Filter the entries down to the lines holding "layer", then copy those lines.

- - - - -

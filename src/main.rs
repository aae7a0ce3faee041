mod calc;
mod config;
mod db;
mod ipc;
mod model;
mod report;
mod store;

use std::io::{self, BufRead, Write};
use std::path::PathBuf;

use tracing_subscriber::EnvFilter;

fn main() {
    // stdout carries the protocol; logs go to stderr only.
    tracing_subscriber::fmt()
        .with_env_filter(
            EnvFilter::try_from_default_env().unwrap_or_else(|_| EnvFilter::new("info")),
        )
        .with_target(false)
        .with_writer(io::stderr)
        .init();

    let mut state = ipc::AppState {
        workspace: None,
        db: None,
    };

    if let Some(path) = std::env::var_os("REPORTD_WORKSPACE").map(PathBuf::from) {
        if let Err(e) = ipc::select_workspace(&mut state, &path) {
            tracing::error!(workspace = %path.display(), error = ?e, "could not open workspace");
        }
    }

    let stdin = io::stdin();
    let mut stdout = io::stdout();

    for line in stdin.lock().lines() {
        let line = match line {
            Ok(v) => v,
            Err(_) => break,
        };
        if line.trim().is_empty() {
            continue;
        }

        let req: ipc::Request = match serde_json::from_str(&line) {
            Ok(v) => v,
            Err(e) => {
                // Can't reply without id.
                tracing::warn!(error = %e, "unparseable request line");
                let body = serde_json::json!({
                    "ok": false,
                    "error": { "code": "bad_json", "message": e.to_string() }
                });
                let _ = writeln!(stdout, "{}", body);
                let _ = stdout.flush();
                continue;
            }
        };

        let resp = ipc::handle_request(&mut state, req);
        let _ = writeln!(
            stdout,
            "{}",
            serde_json::to_string(&resp).unwrap_or_else(|_| "{\"ok\":false}".to_string())
        );
        let _ = stdout.flush();
    }
}
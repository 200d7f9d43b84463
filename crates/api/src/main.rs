//! Reelkit API server entry point

use reelkit_api::{auth::JwtVerifier, routes, AppState, Config};
use reelkit_billing::BillingService;
use tracing_subscriber::{layer::SubscriberExt, util::SubscriberInitExt, EnvFilter};

#[tokio::main]
async fn main() -> anyhow::Result<()> {
    dotenvy::dotenv().ok();

    tracing_subscriber::registry()
        .with(EnvFilter::try_from_default_env().unwrap_or_else(|_| "info".into()))
        .with(tracing_subscriber::fmt::layer())
        .init();

    let config = Config::from_env()?;

    let pool = reelkit_shared::create_pool(&config.database_url).await?;
    sqlx::migrate!("./migrations").run(&pool).await?;

    let billing = BillingService::from_env(pool.clone())?;
    let jwt = JwtVerifier::new(&config.jwt_secret);
    let state = AppState::new(pool, billing, jwt);

    let app = routes::router(state);

    let listener = tokio::net::TcpListener::bind(&config.bind_addr).await?;
    tracing::info!(addr = %config.bind_addr, "reelkit-api listening");
    axum::serve(listener, app).await?;

    Ok(())
}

- - - - -

TASK ANSWER -
use tracing_subscriber::{layer::SubscriberExt, util::SubscriberInitExt, EnvFilter};
        .with(tracing_subscriber::fmt::layer())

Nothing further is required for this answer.